*** EXTRACTED DATA ***

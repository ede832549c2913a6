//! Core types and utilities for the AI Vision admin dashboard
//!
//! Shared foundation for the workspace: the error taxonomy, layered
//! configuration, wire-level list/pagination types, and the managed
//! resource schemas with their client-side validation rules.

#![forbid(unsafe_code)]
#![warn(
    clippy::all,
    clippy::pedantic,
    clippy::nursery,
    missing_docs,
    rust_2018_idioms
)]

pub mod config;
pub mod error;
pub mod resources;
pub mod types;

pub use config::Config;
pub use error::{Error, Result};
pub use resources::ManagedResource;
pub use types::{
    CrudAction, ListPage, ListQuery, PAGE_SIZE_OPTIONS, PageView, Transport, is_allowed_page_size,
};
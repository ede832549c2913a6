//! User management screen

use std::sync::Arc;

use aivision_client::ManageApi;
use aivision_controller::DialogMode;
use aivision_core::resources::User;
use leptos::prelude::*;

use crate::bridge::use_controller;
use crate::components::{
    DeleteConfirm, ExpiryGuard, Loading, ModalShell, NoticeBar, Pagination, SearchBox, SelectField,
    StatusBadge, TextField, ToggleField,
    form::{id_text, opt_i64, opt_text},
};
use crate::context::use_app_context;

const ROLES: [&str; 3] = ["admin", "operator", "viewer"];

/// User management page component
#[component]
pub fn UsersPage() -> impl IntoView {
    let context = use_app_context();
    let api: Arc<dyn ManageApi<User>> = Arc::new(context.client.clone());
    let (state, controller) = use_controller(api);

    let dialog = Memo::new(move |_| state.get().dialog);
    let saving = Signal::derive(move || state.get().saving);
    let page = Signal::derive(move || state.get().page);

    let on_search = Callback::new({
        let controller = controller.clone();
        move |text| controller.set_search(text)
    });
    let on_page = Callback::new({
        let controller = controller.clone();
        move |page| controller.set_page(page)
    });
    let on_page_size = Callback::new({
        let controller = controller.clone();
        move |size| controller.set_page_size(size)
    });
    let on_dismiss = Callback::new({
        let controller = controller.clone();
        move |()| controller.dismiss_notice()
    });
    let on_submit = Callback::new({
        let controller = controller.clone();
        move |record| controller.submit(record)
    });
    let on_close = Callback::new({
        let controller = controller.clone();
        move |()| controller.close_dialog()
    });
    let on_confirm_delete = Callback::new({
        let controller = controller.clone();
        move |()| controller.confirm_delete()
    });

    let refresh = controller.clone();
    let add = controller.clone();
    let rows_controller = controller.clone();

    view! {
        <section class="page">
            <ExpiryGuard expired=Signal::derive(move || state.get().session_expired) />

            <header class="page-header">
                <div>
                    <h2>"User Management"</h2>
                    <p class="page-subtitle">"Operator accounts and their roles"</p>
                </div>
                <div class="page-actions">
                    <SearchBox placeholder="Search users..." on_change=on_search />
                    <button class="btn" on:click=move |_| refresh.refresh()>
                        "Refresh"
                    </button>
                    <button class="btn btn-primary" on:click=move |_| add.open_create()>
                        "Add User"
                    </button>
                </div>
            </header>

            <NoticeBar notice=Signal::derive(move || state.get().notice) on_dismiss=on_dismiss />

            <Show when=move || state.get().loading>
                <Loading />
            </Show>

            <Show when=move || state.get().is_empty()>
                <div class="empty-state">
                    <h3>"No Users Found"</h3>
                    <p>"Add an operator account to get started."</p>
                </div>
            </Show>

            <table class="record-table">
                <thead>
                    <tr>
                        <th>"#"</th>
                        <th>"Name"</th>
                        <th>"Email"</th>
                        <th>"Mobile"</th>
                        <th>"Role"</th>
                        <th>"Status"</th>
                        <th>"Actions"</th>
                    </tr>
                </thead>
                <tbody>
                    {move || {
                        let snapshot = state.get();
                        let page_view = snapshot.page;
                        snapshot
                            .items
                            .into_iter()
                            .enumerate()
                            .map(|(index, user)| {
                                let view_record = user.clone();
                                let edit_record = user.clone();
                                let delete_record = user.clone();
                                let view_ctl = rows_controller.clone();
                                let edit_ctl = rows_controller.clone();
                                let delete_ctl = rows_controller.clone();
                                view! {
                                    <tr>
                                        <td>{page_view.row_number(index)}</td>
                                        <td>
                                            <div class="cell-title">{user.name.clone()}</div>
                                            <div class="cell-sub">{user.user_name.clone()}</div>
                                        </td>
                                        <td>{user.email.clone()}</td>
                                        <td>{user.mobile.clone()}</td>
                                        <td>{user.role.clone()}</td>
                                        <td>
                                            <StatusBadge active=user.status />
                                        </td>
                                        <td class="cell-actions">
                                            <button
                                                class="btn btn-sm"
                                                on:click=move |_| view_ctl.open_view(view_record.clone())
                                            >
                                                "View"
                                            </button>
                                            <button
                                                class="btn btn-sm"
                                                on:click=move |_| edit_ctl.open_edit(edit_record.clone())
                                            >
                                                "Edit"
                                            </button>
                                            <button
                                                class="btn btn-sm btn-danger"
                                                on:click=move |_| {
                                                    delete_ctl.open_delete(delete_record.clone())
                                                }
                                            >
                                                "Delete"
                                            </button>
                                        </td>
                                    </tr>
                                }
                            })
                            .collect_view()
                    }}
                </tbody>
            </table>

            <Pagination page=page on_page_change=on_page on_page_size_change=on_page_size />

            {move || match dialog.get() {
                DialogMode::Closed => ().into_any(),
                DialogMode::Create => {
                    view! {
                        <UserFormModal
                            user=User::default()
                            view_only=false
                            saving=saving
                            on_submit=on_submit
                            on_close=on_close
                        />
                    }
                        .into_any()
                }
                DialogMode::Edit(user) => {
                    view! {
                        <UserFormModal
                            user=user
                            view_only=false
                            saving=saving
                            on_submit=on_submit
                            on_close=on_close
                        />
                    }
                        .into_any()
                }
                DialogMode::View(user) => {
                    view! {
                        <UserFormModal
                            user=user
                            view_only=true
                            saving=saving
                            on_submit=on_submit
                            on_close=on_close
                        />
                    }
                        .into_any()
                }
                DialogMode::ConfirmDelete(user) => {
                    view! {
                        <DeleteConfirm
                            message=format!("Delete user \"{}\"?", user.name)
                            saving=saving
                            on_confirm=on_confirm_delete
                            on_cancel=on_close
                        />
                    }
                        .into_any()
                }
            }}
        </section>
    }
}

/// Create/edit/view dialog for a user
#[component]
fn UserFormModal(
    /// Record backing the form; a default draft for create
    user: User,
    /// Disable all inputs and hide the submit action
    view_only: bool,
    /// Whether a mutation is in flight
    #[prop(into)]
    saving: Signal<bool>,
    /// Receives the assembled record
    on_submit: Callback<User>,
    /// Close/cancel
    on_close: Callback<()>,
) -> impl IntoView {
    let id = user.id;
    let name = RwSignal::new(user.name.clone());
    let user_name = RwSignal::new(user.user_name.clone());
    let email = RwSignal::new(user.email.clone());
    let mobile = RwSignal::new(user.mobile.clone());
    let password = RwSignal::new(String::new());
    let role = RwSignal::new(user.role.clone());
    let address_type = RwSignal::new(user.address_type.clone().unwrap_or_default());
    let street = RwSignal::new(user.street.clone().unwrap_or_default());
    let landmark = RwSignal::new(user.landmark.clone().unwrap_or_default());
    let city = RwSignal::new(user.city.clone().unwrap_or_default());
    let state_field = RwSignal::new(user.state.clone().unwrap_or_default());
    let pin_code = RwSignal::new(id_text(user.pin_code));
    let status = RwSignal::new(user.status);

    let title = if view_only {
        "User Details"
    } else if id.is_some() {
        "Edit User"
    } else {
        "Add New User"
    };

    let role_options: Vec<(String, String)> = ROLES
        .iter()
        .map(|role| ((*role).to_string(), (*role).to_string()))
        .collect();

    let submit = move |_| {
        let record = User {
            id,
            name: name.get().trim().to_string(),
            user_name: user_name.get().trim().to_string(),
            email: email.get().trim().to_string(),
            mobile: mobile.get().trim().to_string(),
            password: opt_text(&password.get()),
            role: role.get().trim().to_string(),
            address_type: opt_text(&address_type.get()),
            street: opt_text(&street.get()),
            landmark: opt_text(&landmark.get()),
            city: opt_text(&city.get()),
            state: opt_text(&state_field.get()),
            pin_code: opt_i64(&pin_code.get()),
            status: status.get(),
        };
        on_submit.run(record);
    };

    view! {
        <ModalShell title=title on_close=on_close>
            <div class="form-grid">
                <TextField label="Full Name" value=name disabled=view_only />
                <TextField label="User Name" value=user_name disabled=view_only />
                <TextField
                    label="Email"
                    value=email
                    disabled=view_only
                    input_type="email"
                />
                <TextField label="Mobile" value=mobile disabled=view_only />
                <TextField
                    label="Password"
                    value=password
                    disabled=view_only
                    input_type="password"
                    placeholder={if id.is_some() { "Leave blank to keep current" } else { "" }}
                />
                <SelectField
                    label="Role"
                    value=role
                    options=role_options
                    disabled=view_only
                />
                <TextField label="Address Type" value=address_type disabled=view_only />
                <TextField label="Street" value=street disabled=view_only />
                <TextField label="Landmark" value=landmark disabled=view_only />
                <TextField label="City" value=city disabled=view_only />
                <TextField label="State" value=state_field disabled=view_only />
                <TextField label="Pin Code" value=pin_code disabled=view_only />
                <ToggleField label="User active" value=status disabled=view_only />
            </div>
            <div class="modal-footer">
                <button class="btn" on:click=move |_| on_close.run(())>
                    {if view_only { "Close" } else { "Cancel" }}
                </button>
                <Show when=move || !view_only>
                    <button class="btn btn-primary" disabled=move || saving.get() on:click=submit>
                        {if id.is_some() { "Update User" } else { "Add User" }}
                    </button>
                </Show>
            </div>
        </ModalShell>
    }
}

***

**THE TASK:** Search the data above for the string "SelectField" and return every line that has it.

**EXERCISE OUTPUT:**
    DeleteConfirm, ExpiryGuard, Loading, ModalShell, NoticeBar, Pagination, SearchBox, SelectField,
                <SelectField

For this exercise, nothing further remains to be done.